To every thing there is a season, and a time to every purpose under the heaven…A time to weep, and a time to laugh; a time to mourn, and a time to dance. – Ecclesiastes 3:1-4
Most sex worker gatherings are either celebratory (such as our conventions and June 2nd events) or vehement (such as our protests and March 3rd events); many partake of both. But on this one day a year they are more solemn, for it is the day we honor our dead. Whether we would like to or not it is something we must do, because in places which would prefer to pretend we don’t exist, or places (like the US) where our very existence is criminalized, there is no one else to do it; were whores to fail to remember our dead, they would be forgotten entirely…and we refuse to let that happen. Some prohibitionists say we bring violence upon ourselves by our choice to live outside of the sexual restrictions that repressive cultural norms have imposed on women for the past several millennia; others try to rob us of our agency, claiming that the violence comes from imaginary “pimps” and demonized clients. But the truth these would-be social engineers don’t want you to know is that the majority of violence against whores is inflicted by the police, either with the blessings of the state (in the name of “fighting prostitution” or “rescuing victims”) or in the shadow created by the state’s definition of harlots as creatures outside the bounds of humane treatment. The state, Western religions, and carceral “feminists” teach that a woman who has sex for practical reasons rather than emotional ones is robbed of her “purity”, and that an “impure” woman would be better off dead. Furthermore, since they only value women for our sexual characteristics, they teach that a woman who sells sex “sells her body” or even “sells herself”; a person without a body is a ghost, and a person without a self is nothing at all. Given these beliefs, is it any wonder those who adhere to them think dead hookers are of no great import? As far as they’re concerned we were dead already, or worse than dead. And if we are, is it any surprise that violent, weak-minded thugs in or out of uniform believe they can rape, rob, brutalize or even kill us with impunity?

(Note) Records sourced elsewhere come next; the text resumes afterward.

//! Gateway writer abstraction.

use std::path::PathBuf;

use async_trait::async_trait;

use deployhub_core::config::GatewayProvider;
use deployhub_core::result::AppResult;
use deployhub_core::types::ProjectId;
use deployhub_entity::deployment::GatewayRoute;

/// Emits one configuration file per project for an external proxy.
#[async_trait]
pub trait GatewayConfigWriter: Send + Sync + std::fmt::Debug + 'static {
    /// Proxy flavour this writer targets.
    fn provider(&self) -> GatewayProvider;

    /// Path of the file owned by `project_id`.
    fn config_path(&self, project_id: ProjectId) -> PathBuf;

    /// Render `routes` and atomically replace the project's file. An empty
    /// route set removes the file instead.
    async fn write_project_config(
        &self,
        project_id: ProjectId,
        project_name: &str,
        routes: &[GatewayRoute],
    ) -> AppResult<()>;

    /// Delete the project's file. Missing files are fine.
    async fn remove_project_config(&self, project_id: ProjectId) -> AppResult<()>;
}

/// Copy and sort routes so rendering does not depend on query order.
pub(crate) fn sorted(routes: &[GatewayRoute]) -> Vec<&GatewayRoute> {
    let mut sorted: Vec<&GatewayRoute> = routes.iter().collect();
    sorted.sort();
    sorted
}
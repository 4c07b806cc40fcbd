//! Redis-backed task queue.

use std::time::Duration;

use async_trait::async_trait;
use redis::AsyncCommands;
use redis::aio::MultiplexedConnection;
use tokio::sync::Mutex;
use tracing::{debug, warn};

use deployhub_core::error::{AppError, ErrorKind};
use deployhub_core::result::AppResult;
use deployhub_core::traits::queue::TaskQueue;

use super::client::RedisClient;

/// Task queue on Redis lists: producers `RPUSH`, the consumer `BLPOP`s.
#[derive(Debug)]
pub struct RedisTaskQueue {
    client: RedisClient,
    /// Lazily opened connection reserved for `BLPOP`.
    blocking: Mutex<Option<MultiplexedConnection>>,
}

impl RedisTaskQueue {
    /// Create a new Redis task queue.
    pub fn new(client: RedisClient) -> Self {
        Self {
            client,
            blocking: Mutex::new(None),
        }
    }

    fn list_key(&self, queue: &str) -> String {
        self.client.prefixed_key(&format!("queue:{queue}"))
    }

    fn map_err(e: redis::RedisError) -> AppError {
        AppError::with_source(ErrorKind::Queue, format!("Redis error: {e}"), e)
    }
}

#[async_trait]
impl TaskQueue for RedisTaskQueue {
    fn provider_type(&self) -> &str {
        "redis"
    }

    async fn push(&self, queue: &str, payload: &str) -> AppResult<()> {
        let key = self.list_key(queue);
        let mut conn = self.client.conn_mut();
        let len: u64 = conn.rpush(&key, payload).await.map_err(Self::map_err)?;
        debug!(queue, len, "Pushed task");
        Ok(())
    }

    async fn pop(&self, queue: &str, timeout: Duration) -> AppResult<Option<String>> {
        let key = self.list_key(queue);

        let mut guard = self.blocking.lock().await;
        let mut conn = match guard.as_ref() {
            Some(conn) => conn.clone(),
            None => {
                let conn = self.client.blocking_connection().await?;
                *guard = Some(conn.clone());
                conn
            }
        };

        // BLPOP replies with [key, value] or nil on timeout.
        let reply: redis::RedisResult<Option<(String, String)>> = redis::cmd("BLPOP")
            .arg(&key)
            .arg(timeout.as_secs_f64())
            .query_async(&mut conn)
            .await;

        match reply {
            Ok(item) => Ok(item.map(|(_, payload)| payload)),
            Err(e) if e.is_timeout() => {
                debug!(queue, "BLPOP timed out client-side");
                Ok(None)
            }
            Err(e) => {
                if e.is_io_error() || e.is_connection_dropped() {
                    warn!(queue, error = %e, "Dropping blocking Redis connection");
                    *guard = None;
                }
                Err(Self::map_err(e))
            }
        }
    }

    async fn len(&self, queue: &str) -> AppResult<u64> {
        let key = self.list_key(queue);
        let mut conn = self.client.conn_mut();
        conn.llen(&key).await.map_err(Self::map_err)
    }

    async fn health_check(&self) -> AppResult<bool> {
        let mut conn = self.client.conn_mut();
        let pong: String = redis::cmd("PING")
            .query_async(&mut conn)
            .await
            .map_err(Self::map_err)?;
        Ok(pong == "PONG")
    }
}
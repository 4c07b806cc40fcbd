//! Core type definitions used across the DeployHub workspace.

pub mod id;
pub mod pagination;

pub use id::*;
pub use pagination::{PageRequest, PageResponse};
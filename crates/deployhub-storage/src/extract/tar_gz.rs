//! Gzip + tar decoding.

use std::fs;
use std::io::Read;
use std::path::Path;

use flate2::read::GzDecoder;
use tar::{Archive, EntryType};
use tracing::debug;

use super::{Budget, ExtractError, ExtractLimits, entry_target};

/// Extract a gzip-compressed tarball read sequentially from `reader`.
///
/// Symlinks and hard links are skipped; only regular files and
/// directories are materialized.
pub fn extract_tar_gz(
    reader: impl Read,
    dest: &Path,
    limits: ExtractLimits,
) -> Result<(), ExtractError> {
    let mut archive = Archive::new(GzDecoder::new(reader));
    let mut budget = Budget::new(limits);

    for entry in archive.entries()? {
        let mut entry = entry?;
        budget.admit_entry()?;

        let name = entry.path()?.into_owned();
        let Some(out_path) = entry_target(dest, &name)? else {
            continue;
        };

        match entry.header().entry_type() {
            EntryType::Directory => fs::create_dir_all(&out_path)?,
            EntryType::Regular | EntryType::Continuous => {
                budget.write_file(&mut entry, &out_path)?;
            }
            other => {
                debug!(entry = %name.display(), kind = ?other, "Skipping non-regular tar entry");
            }
        }
    }

    Ok(())
}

Exactly one month ago tonight, I sat in a room with three of my sisters; we ate together, talked about our lives, swapped war stories, laughed and hugged and shared a kind of intimacy I’ve never felt with any group of amateur women. That intimacy was itself one of the topics of conversation, and we understood that one of the reasons for its existence is that, in the eyes of the state, we are all outlaws – career criminals – fallen women whom the state has to use violence to cage lest we infect others with our dangerous notions about freedom, independence and self-ownership. That was a night of celebration and joy, but I wish that tonight I could be with that same group again to mourn others who were not as fortunate in escaping doom as we have been. Just as nobody else can understand our bonds of camaraderie in life, so too can they not understand how we can care so deeply for departed sisters we never met while they were still alive. The answer to both is the same: we must love and care for each other so, because none of the “good”, “righteous”, “upstanding” members of “law-abiding” society will.